Ask HN: What are the most effective ways to learn something quickly? - whitepoplar
Like many of you, I like to learn new things and get better at the things I already know. Do any of you use particular processes&#x2F;tricks to learn something more quickly? How about to learn something more deeply? Thanks!
======
hackermailman
The Feynman Technique. This is basically the gist of it
[https://mattyford.com/blog/2014/1/23/the-feynman-
technique-m...](https://mattyford.com/blog/2014/1/23/the-feynman-technique-
model)

For example a text I worked through with exercises to determine the cache
performance of code snippets, ie: the total number of reads, the miss rate,
ect. When I first did that chapter I'd just work through the exercises and
move on. Then I'd forget everything a month later. The second time I explained
the answer to myself like I was giving a lecture, after working through each
exercise for example explaining spatial/temporal locality, stride-1 reference
patterns that will be prefetched by the cpu, ect. That was about 2 years ago
and I still remember that chapter. So slower at first, but you remember all
the concepts which means you don't have to go back and re-do the material
again which for me is 'faster learning'.

------
usgroup
Yup... make it from scratch, or use it in a non trivial project, or try and do
some original research with it.

All three above will get you asking questions and seeing the thing from angles
you wouldn’t have thought about otherwise. It’ll also connect your knowledge
to existing knowledge which is ultimately what will make it stick around.

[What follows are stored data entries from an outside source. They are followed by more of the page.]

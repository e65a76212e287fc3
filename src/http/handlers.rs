//! Request handlers. Thin by design: validation and orchestration logic
//! lives in `episode`, `training`, and `dsl`; handlers just translate
//! between the wire format and those calls.

use super::dto::*;
use crate::dsl::{compile_prior_doc, compile_reward_expr};
use crate::episode::EpisodeStore;
use crate::error::AppError;
use crate::llm_adapter::{GenerateRequest, LlmAdapter};
use crate::training::{self, TrainConfig};
use axum::extract::{Query, State};
use axum::response::sse::Event as SseEvent;
use axum::response::Sse;
use axum::Json;
use std::convert::Infallible;
use std::sync::Arc;

#[derive(Clone)]
pub struct AppState {
    pub episodes: Arc<EpisodeStore>,
    pub llm: Arc<dyn LlmAdapter>,
}

pub async fn health() -> Json<HealthResponse> {
    Json(HealthResponse { status: "ok" })
}

pub async fn create_episode(
    State(state): State<AppState>,
    Json(req): Json<CreateEpisodeRequest>,
) -> Result<Json<CreateEpisodeResponse>, AppError> {
    let episode = state.episodes.create(req.config)?;
    Ok(Json(CreateEpisodeResponse { id: episode.id.clone() }))
}

/// DSL generation, when requested, runs to completion here -- before the
/// training loop is spawned -- so a generation or post-validation failure
/// surfaces as the request's own error response rather than being lost
/// inside a background task.
pub async fn train(State(state): State<AppState>, Json(req): Json<TrainRequest>) -> Result<Json<TrainResponse>, AppError> {
    let episode = state.episodes.get(&req.episode_id)?;

    if req.use_llm {
        training::install_llm_policy(
            &episode,
            req.task_description.clone().unwrap_or_default(),
            req.model.clone(),
            state.llm.as_ref(),
        )
        .await?;
    }

    let cfg = TrainConfig {
        episodes: req.episodes,
        episode_len: req.episode_len,
        use_llm: req.use_llm,
        task_description: req.task_description,
        model: req.model,
    };
    training::start(episode, cfg);
    Ok(Json(TrainResponse { started: true, use_llm: req.use_llm }))
}

pub async fn stop(State(state): State<AppState>, Query(q): Query<StopQuery>) -> Result<Json<StopResponse>, AppError> {
    let episode = state.episodes.get(&q.episode_id)?;
    episode.stop();
    Ok(Json(StopResponse { episode_id: q.episode_id, stopped: true }))
}

pub async fn stream(
    State(state): State<AppState>,
    Query(q): Query<StreamQuery>,
) -> Result<Sse<impl futures::Stream<Item = Result<SseEvent, Infallible>>>, AppError> {
    let episode = state.episodes.get(&q.episode_id)?;
    let read_episode = episode.clone();
    Ok(crate::events::sse_stream(
        q.cursor,
        move |cursor| read_episode.events_from(cursor),
        move || episode.is_stopped(),
    ))
}

pub async fn llm_generate(
    State(state): State<AppState>,
    Json(req): Json<LlmGenerateRequest>,
) -> Result<Json<LlmGenerateResponse>, AppError> {
    let request = GenerateRequest {
        task_description: req.task_description,
        env_params: req.env_params,
        model: req.model,
        temperature: req.temperature,
        use_cot: req.use_cot,
        use_basic_apis: req.use_basic_apis,
    };
    let resp = state.llm.generate(&request).await?;
    Ok(Json(LlmGenerateResponse { prior: resp.prior, reward: resp.reward, raw_model_output: resp.raw_model_output }))
}

pub async fn llm_validate(Json(req): Json<LlmValidateRequest>) -> Json<LlmValidateResponse> {
    let result = compile_prior_doc(&req.prior).and(compile_reward_expr(&req.reward).map(|_| ()));
    match result {
        Ok(()) => Json(LlmValidateResponse { valid: true, error: None }),
        Err(e) => Json(LlmValidateResponse { valid: false, error: Some(e.to_string()) }),
    }
}

pub async fn llm_operations() -> Json<LlmOperationsResponse> {
    Json(LlmOperationsResponse {
        operations: vec![
            OperationInfo {
                name: "move_to_shape_center",
                description: "Steers toward the target shape's centroid.",
                parameters: &["weight"],
            },
            OperationInfo {
                name: "avoid_neighbors",
                description: "Repels from neighbors within a radius.",
                parameters: &["weight", "radius"],
            },
            OperationInfo {
                name: "keep_grid_uniformity",
                description: "Pulls gently toward the local neighbor centroid.",
                parameters: &["weight"],
            },
            OperationInfo {
                name: "synchronize_velocity",
                description: "Matches the mean neighbor velocity.",
                parameters: &["weight"],
            },
            OperationInfo {
                name: "explore_empty_cells",
                description: "Steers toward the nearest unoccupied shape cell.",
                parameters: &["weight", "cell_size"],
            },
        ],
        metrics: vec![
            MetricInfo { name: "coverage", range: "[0,1]" },
            MetricInfo { name: "uniformity", range: "[0,inf), alias variance" },
            MetricInfo { name: "collisions", range: "[0,inf)" },
        ],
    })
}

pub async fn llm_health(State(state): State<AppState>) -> Json<LlmHealthResponse> {
    Json(LlmHealthResponse { healthy: state.llm.health().await })
}
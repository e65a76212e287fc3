//! The async training loop: one background `tokio` task per episode,
//! stepping the environment, updating the learners, and appending telemetry
//! to the episode's timeline.

use crate::buffer::Transition;
use crate::dsl::{compile_prior_doc, compile_reward_expr, RewardMetrics};
use crate::episode::Episode;
use crate::events::{push_and_truncate, EventEnvelope, EventKind};
use crate::llm_adapter::{GenerateRequest, LlmAdapter};
use crate::metrics::{coverage, uniformity};
use rand::SeedableRng;
use std::sync::Arc;
use tracing::{info, warn};

/// Agent update + prior-state refresh run once every `UPDATE_EVERY` steps,
/// matching the cadence the environment's own neighbor lists are rebuilt at.
const UPDATE_EVERY: usize = 5;
const TICK_EVERY: usize = 20;
const YIELD_EVERY: usize = 50;

pub struct TrainConfig {
    pub episodes: usize,
    pub episode_len: usize,
    pub use_llm: bool,
    pub task_description: Option<String>,
    pub model: Option<String>,
}

/// Generates a prior/reward policy from the LLM backend and installs it on
/// `episode`, or returns the failure as an `AppError` (`LlmUnavailable`,
/// `LlmMalformed`, or `LlmRejected`). Runs to completion before the caller
/// spawns the training loop, so a DSL-generation failure can still be
/// surfaced as an HTTP error to the `/train` caller instead of being lost
/// inside a background task.
pub async fn install_llm_policy(
    episode: &Episode,
    task_description: String,
    model: Option<String>,
    llm: &dyn LlmAdapter,
) -> Result<(), crate::error::AppError> {
    let model = model.unwrap_or_else(|| "gemini-2.0-flash-exp".to_string());
    let env_params = {
        let guard = episode.state.read();
        serde_json::json!({
            "shape": guard.env.cfg.shape,
            "n_robot": guard.env.cfg.n_robot,
            "grid_size": guard.env.cfg.grid_size,
        })
    };
    let request = GenerateRequest { task_description, env_params, model, temperature: 0.2, use_cot: true, use_basic_apis: true };

    let resp = llm.generate(&request).await?;
    let prior = compile_prior_doc(&resp.prior).map_err(|e| crate::error::AppError::LlmRejected(e.to_string()))?;
    let reward_expr = compile_reward_expr(&resp.reward).map_err(|e| crate::error::AppError::LlmRejected(e.to_string()))?;

    let mut guard = episode.state.write();
    guard.marl.set_prior(Some(prior));
    guard.marl.set_reward_expr(Some(reward_expr));
    guard.prior_doc = Some(resp.prior);
    Ok(())
}

/// Spawns the training loop as a detached task. The episode's own
/// `should_stop` flag is the only cancellation channel -- callers observe
/// progress through the episode's timeline, not through this task's join
/// handle. Any LLM-generated policy must already be installed on `episode`
/// (see `install_llm_policy`) before calling this.
pub fn start(episode: Arc<Episode>, cfg: TrainConfig) {
    tokio::spawn(async move {
        if let Err(e) = run(episode, cfg).await {
            warn!(error = %e, "training loop exited with an error");
        }
    });
}

async fn run(episode: Arc<Episode>, cfg: TrainConfig) -> Result<(), crate::error::AppError> {
    emit_env_config(&episode, cfg.use_llm);

    'episodes: for ep_idx in 0..cfg.episodes {
        if episode.is_stopped() {
            break;
        }
        {
            let mut guard = episode.state.write();
            guard.episode_idx = ep_idx;
            guard.env.reset();
        }

        for t in 0..cfg.episode_len {
            if episode.is_stopped() {
                break 'episodes;
            }
            if run_step(&episode, ep_idx, t, cfg.episode_len)? {
                tokio::task::yield_now().await;
            }
        }

        emit_episode_end(&episode, ep_idx, cfg.episode_len.saturating_sub(1));
        info!(episode = ep_idx, "episode complete");
        tokio::task::yield_now().await;
    }

    Ok(())
}

/// One environment step: act, physics, reward, buffer push, periodic agent
/// update, periodic telemetry.
fn run_step(episode: &Episode, ep_idx: usize, t: usize, episode_len: usize) -> Result<bool, crate::error::AppError> {
    let mut guard = episode.state.write();
    let state = &mut *guard;

    let refresh_prior = state.marl.has_prior() && t % UPDATE_EVERY == 0;
    let state_dicts = refresh_prior.then(|| state.env.state_dicts());
    let obs = state.env.observe();

    let actions = state
        .marl
        .act(&obs, state_dicts.as_deref(), false, &mut state.rng)
        .map_err(|e| crate::error::AppError::OperationError(e.to_string()))?;

    let (_, pairs) = state.env.step(&actions);
    let collisions_n = pairs.len();

    let next_obs = state.env.observe();
    let positions = state.env.positions();
    let velocities = state.env.velocities();
    let coverage_m = coverage(&state.env.mask, &positions, state.env.cfg.r_avoid) as f64;
    let uniformity_m = uniformity(&positions, &state.env.mask, &mut state.rng) as f64;

    let metrics = RewardMetrics { coverage: coverage_m, uniformity: uniformity_m, collisions: collisions_n as f64 };
    let reward = state.marl.reward(&metrics);
    let done = if t + 1 == episode_len { 1.0 } else { 0.0 };

    let prior_actions: Vec<Option<(f32, f32)>> = if state.marl.has_prior() {
        let state_dicts = state.env.state_dicts();
        (0..state.env.n()).map(|i| state.marl.prior_action(&state_dicts[i])).collect()
    } else {
        vec![None; state.env.n()]
    };

    for i in 0..state.env.n() {
        state.marl.push(
            i,
            Transition {
                obs: obs[i].clone(),
                action: actions[i],
                reward: reward as f32,
                next_obs: next_obs[i].clone(),
                done,
                prior_action: prior_actions[i],
            },
        );
    }

    if t % UPDATE_EVERY == 0 {
        state
            .marl
            .step_update(&mut state.rng)
            .map_err(|e| crate::error::AppError::OperationError(e.to_string()))?;
    }

    state.global_step += 1;
    let global_step = state.global_step;

    if t % TICK_EVERY == 0 {
        push_and_truncate(
            &mut state.timeline,
            EventEnvelope {
                global_step,
                kind: EventKind::Tick {
                    episode: ep_idx,
                    step: t,
                    global_step,
                    reward_mean: reward,
                    coverage: coverage_m,
                    uniformity: uniformity_m,
                    positions,
                    velocities,
                    collision_pairs: pairs,
                },
            },
        );
    }

    Ok(global_step % YIELD_EVERY == 0)
}

fn emit_env_config(episode: &Episode, use_llm: bool) {
    let mut guard = episode.state.write();
    let kind = EventKind::EnvConfig {
        shape: guard.env.cfg.shape.clone(),
        n_robot: guard.env.cfg.n_robot,
        r_sense: guard.env.cfg.r_sense,
        r_avoid: guard.env.cfg.r_avoid,
        grid_size: guard.env.cfg.grid_size,
        l_cell: guard.env.cfg.l_cell,
        use_llm,
    };
    let global_step = guard.global_step;
    push_and_truncate(&mut guard.timeline, EventEnvelope { global_step, kind });
}

fn emit_episode_end(episode: &Episode, ep_idx: usize, terminal_step: usize) {
    let mut guard = episode.state.write();
    let positions = guard.env.positions();
    let velocities = guard.env.velocities();
    let seed = guard.env.cfg.seed.wrapping_add(ep_idx as u64);
    let mut rng = rand::rngs::StdRng::seed_from_u64(seed);
    let coverage_m = coverage(&guard.env.mask, &positions, guard.env.cfg.r_avoid) as f64;
    let uniformity_m = uniformity(&positions, &guard.env.mask, &mut rng) as f64;
    let global_step = guard.global_step;
    push_and_truncate(
        &mut guard.timeline,
        EventEnvelope {
            global_step,
            kind: EventKind::EpisodeEnd {
                episode: ep_idx,
                step: terminal_step,
                coverage: coverage_m,
                uniformity: uniformity_m,
                final_positions: positions,
                final_velocities: velocities,
            },
        },
    );
}
//! Small MLP building block shared by the actor and critic networks, and
//! the hard-copy / soft-update helpers used to maintain target networks.
//!
//! Built on `candle-core`/`candle-nn`'s `VarBuilder`/`VarMap` idiom.

use candle_core::{Device, Result as CResult, Tensor};
use candle_nn::{linear, Linear, Module, VarBuilder, VarMap};

const HIDDEN: usize = 180;
const LEAKY_SLOPE: f64 = 0.1;

#[derive(Clone, Copy, Debug, PartialEq, Eq)]
pub enum OutputActivation {
    Tanh,
    Linear,
}

/// Three hidden layers of width 180 with a leaky-rectified activation,
/// matching the network topology specified for both the actor and the
/// critic.
pub struct Mlp {
    l1: Linear,
    l2: Linear,
    l3: Linear,
    out: Linear,
    out_activation: OutputActivation,
}

impl Mlp {
    pub fn new(
        vb: VarBuilder,
        in_dim: usize,
        out_dim: usize,
        out_activation: OutputActivation,
    ) -> CResult<Self> {
        let l1 = linear(in_dim, HIDDEN, vb.pp("l1"))?;
        let l2 = linear(HIDDEN, HIDDEN, vb.pp("l2"))?;
        let l3 = linear(HIDDEN, HIDDEN, vb.pp("l3"))?;
        let out = linear(HIDDEN, out_dim, vb.pp("out"))?;
        Ok(Mlp { l1, l2, l3, out, out_activation })
    }

    pub fn forward(&self, x: &Tensor) -> CResult<Tensor> {
        let x = leaky_relu(&self.l1.forward(x)?)?;
        let x = leaky_relu(&self.l2.forward(&x)?)?;
        let x = leaky_relu(&self.l3.forward(&x)?)?;
        let x = self.out.forward(&x)?;
        match self.out_activation {
            OutputActivation::Tanh => x.tanh(),
            OutputActivation::Linear => Ok(x),
        }
    }
}

fn leaky_relu(x: &Tensor) -> CResult<Tensor> {
    let pos = x.relu()?;
    let neg = x.neg()?.relu()?.affine(LEAKY_SLOPE, 0.0)?;
    pos - neg
}

pub fn device() -> Device {
    Device::Cpu
}

/// Hard-copies every variable in `src` into the identically-named variable
/// in `dst`. Panics (via `Result`) only on a programming error -- `dst` and
/// `src` are always built from the same layer layout in this crate.
pub fn hard_copy(dst: &VarMap, src: &VarMap) -> CResult<()> {
    let src_data = src.data().lock().unwrap();
    let dst_data = dst.data().lock().unwrap();
    for (name, dvar) in dst_data.iter() {
        let svar = src_data.get(name).expect("target/online layer layouts must match");
        dvar.set(svar.as_tensor())?;
    }
    Ok(())
}

/// Polyak (soft) update: `theta_t <- tau*theta + (1-tau)*theta_t`.
pub fn soft_update(dst: &VarMap, src: &VarMap, tau: f64) -> CResult<()> {
    let src_data = src.data().lock().unwrap();
    let dst_data = dst.data().lock().unwrap();
    for (name, dvar) in dst_data.iter() {
        let svar = src_data.get(name).expect("target/online layer layouts must match");
        let blended = svar.as_tensor().affine(tau, 0.0)?.add(&dvar.as_tensor().affine(1.0 - tau, 0.0)?)?;
        dvar.set(&blended)?;
    }
    Ok(())
}
//! A single training run's mutable state, and the concurrent registry of
//! all episodes the server is tracking.
//!
//! Uses `dashmap` (map-level concurrency) alongside `parking_lot`
//! (per-value interior mutability).

use crate::config::Config;
use crate::dsl::PriorDocument;
use crate::env::SwarmEnv;
use crate::error::AppError;
use crate::events::EventEnvelope;
use crate::marl::MultiAgentSystem;
use dashmap::DashMap;
use parking_lot::RwLock;
use rand::rngs::StdRng;
use rand::{Rng, SeedableRng};
use std::sync::atomic::{AtomicBool, Ordering};
use std::sync::Arc;
use std::time::{SystemTime, UNIX_EPOCH};

pub struct EpisodeState {
    pub env: SwarmEnv,
    pub marl: MultiAgentSystem,
    pub rng: StdRng,
    pub timeline: Vec<EventEnvelope>,
    pub global_step: usize,
    pub episode_idx: usize,
    pub prior_doc: Option<PriorDocument>,
}

pub struct Episode {
    pub id: String,
    pub config: Config,
    pub should_stop: AtomicBool,
    pub state: RwLock<EpisodeState>,
}

impl Episode {
    /// Validates the geometry feasibility condition (`4*n*r_avoid^2` must
    /// not exceed the target shape's total area) before building the
    /// environment and the per-robot learners.
    pub fn new(config: Config) -> Result<Self, AppError> {
        let env = SwarmEnv::new(config.clone())?;
        let n = config.n_robot as f32;
        let shape_area = env.mask.cell_count() as f32 * config.l_cell * config.l_cell;
        if 4.0 * n * config.r_avoid * config.r_avoid > shape_area {
            return Err(AppError::GeometryInfeasible);
        }

        let obs_dim = config.obs_dim();
        let n_robot = config.n_robot;
        let seed = config.seed;
        let marl = MultiAgentSystem::new(
            n_robot,
            obs_dim,
            crate::agent::AgentHyperparams::default,
            crate::marl::MarlHyperparams::default(),
            100_000,
        )
        .map_err(|e| AppError::OperationError(e.to_string()))?;

        Ok(Episode {
            id: generate_episode_id(),
            config,
            should_stop: AtomicBool::new(false),
            state: RwLock::new(EpisodeState {
                env,
                marl,
                rng: StdRng::seed_from_u64(seed),
                timeline: Vec::new(),
                global_step: 0,
                episode_idx: 0,
                prior_doc: None,
            }),
        })
    }

    pub fn stop(&self) {
        self.should_stop.store(true, Ordering::SeqCst);
    }

    pub fn is_stopped(&self) -> bool {
        self.should_stop.load(Ordering::SeqCst)
    }

    /// Entries at or after `cursor`, for the SSE streamer.
    pub fn events_from(&self, cursor: usize) -> Vec<EventEnvelope> {
        let guard = self.state.read();
        guard.timeline.iter().filter(|e| e.global_step >= cursor).cloned().collect()
    }
}

fn generate_episode_id() -> String {
    let ms = SystemTime::now().duration_since(UNIX_EPOCH).unwrap_or_default().as_millis();
    const ALPHABET: &[u8] = b"abcdefghijklmnopqrstuvwxyz0123456789";
    let mut rng = rand::thread_rng();
    let suffix: String = (0..4).map(|_| ALPHABET[rng.gen_range(0..ALPHABET.len())] as char).collect();
    format!("ep-{ms}-{suffix}")
}

/// Concurrent registry of in-memory episodes, keyed by episode id.
#[derive(Default)]
pub struct EpisodeStore {
    episodes: DashMap<String, Arc<Episode>>,
}

impl EpisodeStore {
    pub fn new() -> Self {
        EpisodeStore { episodes: DashMap::new() }
    }

    pub fn create(&self, config: Config) -> Result<Arc<Episode>, AppError> {
        let episode = Arc::new(Episode::new(config)?);
        self.episodes.insert(episode.id.clone(), episode.clone());
        Ok(episode)
    }

    pub fn get(&self, id: &str) -> Result<Arc<Episode>, AppError> {
        self.episodes.get(id).map(|e| e.clone()).ok_or_else(|| AppError::NotFound(id.to_string()))
    }
}

#[cfg(test)]
mod tests {
    use super::*;

    fn small_config() -> Config {
        Config { n_robot: 4, grid_size: 32, r_avoid: 0.05, ..Config::default() }
    }

    #[test]
    fn create_assigns_a_well_formed_id() {
        let ep = Episode::new(small_config()).unwrap();
        assert!(ep.id.starts_with("ep-"));
        assert_eq!(ep.id.split('-').nth(2).unwrap().len(), 4);
    }

    #[test]
    fn geometry_infeasible_configs_are_rejected() {
        let cfg = Config { n_robot: 10_000, r_avoid: 5.0, grid_size: 16, ..Config::default() };
        assert!(matches!(Episode::new(cfg), Err(AppError::GeometryInfeasible)));
    }

    #[test]
    fn store_round_trips_by_id() {
        let store = EpisodeStore::new();
        let ep = store.create(small_config()).unwrap();
        let fetched = store.get(&ep.id).unwrap();
        assert_eq!(fetched.id, ep.id);
    }

    #[test]
    fn unknown_id_is_not_found() {
        let store = EpisodeStore::new();
        assert!(matches!(store.get("ep-does-not-exist"), Err(AppError::NotFound(_))));
    }
}
//! HTTP surface tests for the non-streaming endpoints, exercised with
//! `tower::ServiceExt::oneshot` against the router directly (no bound port).

use axum::body::Body;
use axum::http::{Request, StatusCode};
use lamarl_swarm::episode::EpisodeStore;
use lamarl_swarm::http::{self, AppState};
use lamarl_swarm::llm_adapter::StaticAdapter;
use serde_json::{json, Value};
use std::sync::Arc;
use tower::ServiceExt;

fn app() -> axum::Router {
    let state = AppState { episodes: Arc::new(EpisodeStore::new()), llm: Arc::new(StaticAdapter::default()) };
    http::build(state, None)
}

async fn body_json(response: axum::response::Response) -> Value {
    let bytes = axum::body::to_bytes(response.into_body(), usize::MAX).await.unwrap();
    serde_json::from_slice(&bytes).unwrap()
}

#[tokio::test]
async fn health_reports_ok() {
    let response = app().oneshot(Request::builder().uri("/health").body(Body::empty()).unwrap()).await.unwrap();
    assert_eq!(response.status(), StatusCode::OK);
    let body = body_json(response).await;
    assert_eq!(body["status"], "ok");
}

#[tokio::test]
async fn creating_an_episode_returns_an_id_and_training_can_be_started_and_stopped() {
    let app = app();

    let create_req = Request::builder()
        .method("POST")
        .uri("/episodes")
        .header("content-type", "application/json")
        .body(Body::from(serde_json::to_vec(&json!({"shape": "circle", "n_robot": 4, "grid_size": 16})).unwrap()))
        .unwrap();
    let create_resp = app.clone().oneshot(create_req).await.unwrap();
    assert_eq!(create_resp.status(), StatusCode::OK);
    let created = body_json(create_resp).await;
    let episode_id = created["id"].as_str().unwrap().to_string();
    assert!(episode_id.starts_with("ep-"));

    let train_req = Request::builder()
        .method("POST")
        .uri("/train")
        .header("content-type", "application/json")
        .body(Body::from(serde_json::to_vec(&json!({"episode_id": episode_id, "episodes": 1, "episode_len": 10})).unwrap()))
        .unwrap();
    let train_resp = app.clone().oneshot(train_req).await.unwrap();
    assert_eq!(train_resp.status(), StatusCode::OK);
    let trained = body_json(train_resp).await;
    assert_eq!(trained["started"], true);
    assert_eq!(trained["use_llm"], false);

    let stop_req = Request::builder()
        .method("POST")
        .uri(format!("/stop?episode_id={episode_id}"))
        .body(Body::empty())
        .unwrap();
    let stop_resp = app.clone().oneshot(stop_req).await.unwrap();
    assert_eq!(stop_resp.status(), StatusCode::OK);
    let stopped = body_json(stop_resp).await;
    assert_eq!(stopped["stopped"], true);
}

#[tokio::test]
async fn training_an_unknown_episode_is_a_404() {
    let req = Request::builder()
        .method("POST")
        .uri("/train")
        .header("content-type", "application/json")
        .body(Body::from(serde_json::to_vec(&json!({"episode_id": "ep-does-not-exist"})).unwrap()))
        .unwrap();
    let resp = app().oneshot(req).await.unwrap();
    assert_eq!(resp.status(), StatusCode::NOT_FOUND);
}

#[tokio::test]
async fn llm_operations_lists_the_five_whitelisted_ops() {
    let resp = app().oneshot(Request::builder().uri("/llm/operations").body(Body::empty()).unwrap()).await.unwrap();
    assert_eq!(resp.status(), StatusCode::OK);
    let body = body_json(resp).await;
    assert_eq!(body["operations"].as_array().unwrap().len(), 5);
    assert_eq!(body["metrics"].as_array().unwrap().len(), 3);
}

#[tokio::test]
async fn llm_validate_rejects_a_disallowed_reward_formula() {
    let req = Request::builder()
        .method("POST")
        .uri("/llm/validate")
        .header("content-type", "application/json")
        .body(Body::from(
            serde_json::to_vec(&json!({
                "prior": {"terms": [], "clamp": {"max_speed": 0.5}},
                "reward": {"formula": "__import__('os').system('rm -rf /')", "clamp": {"min": -1.0, "max": 1.0}}
            }))
            .unwrap(),
        ))
        .unwrap();
    let resp = app().oneshot(req).await.unwrap();
    assert_eq!(resp.status(), StatusCode::OK);
    let body = body_json(resp).await;
    assert_eq!(body["valid"], false);
    assert!(body["error"].as_str().unwrap().len() > 0);
}

#[tokio::test]
async fn llm_validate_accepts_a_whitelisted_document() {
    let req = Request::builder()
        .method("POST")
        .uri("/llm/validate")
        .header("content-type", "application/json")
        .body(Body::from(
            serde_json::to_vec(&json!({
                "prior": {"terms": [{"op": "move_to_shape_center", "weight": 0.8}], "clamp": {"max_speed": 0.5}},
                "reward": {"formula": "coverage - 0.1*collisions"}
            }))
            .unwrap(),
        ))
        .unwrap();
    let resp = app().oneshot(req).await.unwrap();
    let body = body_json(resp).await;
    assert_eq!(body["valid"], true);
    assert!(body["error"].is_null());
}

#[tokio::test]
async fn llm_health_reports_the_static_adapter_as_healthy() {
    let resp = app().oneshot(Request::builder().uri("/llm/health").body(Body::empty()).unwrap()).await.unwrap();
    let body = body_json(resp).await;
    assert_eq!(body["healthy"], true);
}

I spend a LOT of time learning new things . I’m perpetually perplexed and live
in a constant state of confusion about a large part of my current thoughts,
and the way described above is how I perpetually integrate the new stuff
effectively.

------
dubyabee2
It depends on the subject or skill. My suggestion is to look at meta-learning
that is the subject of Tim Ferriss 4-hour Chef..It's the first few chapters
and the rest of the book is an application of it. I am not advocating, just a
suggestion.